By the time Breckinridge penned this editorial, some birth control advocates — most notably Sanger — had adopted eugenics, replacing rights-based arguments with race-based justifications. Sanger and others cast birth control as a way to promote “better breeding” and produce “better babies” — increasingly defined as White, Anglo-Saxon, Protestant and able-bodied.

But in the 1960s and 1970s, a new generation of feminists, aided by the ACLU, revived the notion of reproductive rights and used it to promote women’s sexual self-determination, resulting in important advances culminating in the landmark Roe v. Wade decision.
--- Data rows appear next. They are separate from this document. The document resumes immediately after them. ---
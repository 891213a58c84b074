//! Review history and memory state types.

use chrono::{DateTime, Utc};
use serde::{Deserialize, Serialize};

use crate::config::SchedulerParams;

/// Grade for a review (maps to scheduler rating values 1-4).
///
/// - Again (1): complete failure to recall
/// - Hard (2): successful but difficult recall
/// - Good (3): normal successful recall
/// - Easy (4): effortless recall
#[derive(Debug, Clone, Copy, PartialEq, Eq, Serialize, Deserialize)]
#[repr(u8)]
pub enum Grade {
    /// Complete failure to recall.
    Again = 1,
    /// Successful but difficult recall.
    Hard = 2,
    /// Normal successful recall.
    Good = 3,
    /// Effortless recall.
    Easy = 4,
}

impl Grade {
    /// Convert to the scheduler rating value.
    pub fn to_rating(self) -> u8 {
        self as u8
    }

    /// Create from a scheduler rating value.
    ///
    /// Returns None for invalid rating values.
    pub fn from_rating(rating: u8) -> Option<Self> {
        match rating {
            1 => Some(Grade::Again),
            2 => Some(Grade::Hard),
            3 => Some(Grade::Good),
            4 => Some(Grade::Easy),
            _ => None,
        }
    }
}

impl From<Grade> for u8 {
    fn from(grade: Grade) -> Self {
        grade.to_rating()
    }
}

impl TryFrom<u8> for Grade {
    type Error = ();

    fn try_from(value: u8) -> Result<Self, Self::Error> {
        Grade::from_rating(value).ok_or(())
    }
}

/// Memory phase of a reviewable.
#[derive(Debug, Clone, Copy, PartialEq, Eq, Serialize, Deserialize)]
#[serde(rename_all = "lowercase")]
pub enum MemoryPhase {
    /// Never reviewed.
    New,
    /// In intra-day learning steps.
    Learning,
    /// Graduated to whole-day review intervals.
    Review,
    /// Lapsed out of review, relearning.
    Relearning,
}

impl MemoryPhase {
    /// String form as stored in the database.
    pub fn as_str(&self) -> &'static str {
        match self {
            MemoryPhase::New => "new",
            MemoryPhase::Learning => "learning",
            MemoryPhase::Review => "review",
            MemoryPhase::Relearning => "relearning",
        }
    }

    /// Parse the stored string form.
    pub fn parse(s: &str) -> Option<Self> {
        match s {
            "new" => Some(MemoryPhase::New),
            "learning" => Some(MemoryPhase::Learning),
            "review" => Some(MemoryPhase::Review),
            "relearning" => Some(MemoryPhase::Relearning),
            _ => None,
        }
    }
}

/// Append-only review log row.
///
/// Carries a frozen copy of the scheduler parameters active at review
/// time, so past scheduling decisions stay reproducible after the
/// defaults change. Immutable once written.
#[derive(Debug, Clone, Serialize, Deserialize)]
pub struct Review {
    /// Review ID.
    pub id: String,
    /// Reviewed reviewable ID.
    pub reviewable_id: String,
    /// Grade given by the user.
    pub rating: Grade,
    /// Elapsed response time in milliseconds.
    pub duration_ms: u64,
    /// Scheduler parameters frozen at review time.
    pub params: SchedulerParams,
    /// Review timestamp.
    pub created_at: DateTime<Utc>,
}

/// Memory state resulting from one review event, 1:1 with a `Review`.
///
/// The most-recently-created snapshot for a reviewable defines its
/// current scheduling state; a reviewable with zero snapshots is
/// never-reviewed and always immediately eligible.
#[derive(Debug, Clone, Serialize, Deserialize)]
pub struct ReviewableSnapshot {
    /// Snapshot ID.
    pub id: String,
    /// Originating review ID.
    pub review_id: String,
    /// Reviewable this snapshot belongs to.
    pub reviewable_id: String,
    /// Memory phase after the review.
    pub phase: MemoryPhase,
    /// Stability: days for retrievability to drop to the retention target.
    pub stability: f32,
    /// Difficulty: 1.0-10.0 scale (higher = harder to remember).
    pub difficulty: f32,
    /// When the reviewable is next eligible for review.
    pub due: DateTime<Utc>,
    /// Snapshot timestamp (equals the review timestamp).
    pub created_at: DateTime<Utc>,
}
By the time more than 1 million Americans participated in the 2004 March for Women’s Lives, women of color were at the forefront of advocacy for what Black activist Loretta Ross called “reproductive justice.”

Today, as reactionary politicians strive to limit women’s ability to use contraceptives or procure abortions, Breckinridge’s insights about the vital connections between reproductive rights and women’s citizenship remain painfully relevant. Feminist activists and their free-speech allies may look to the past for effective tools to combat contemporary challenges to reproductive justice and to reassert birth control as a civil right.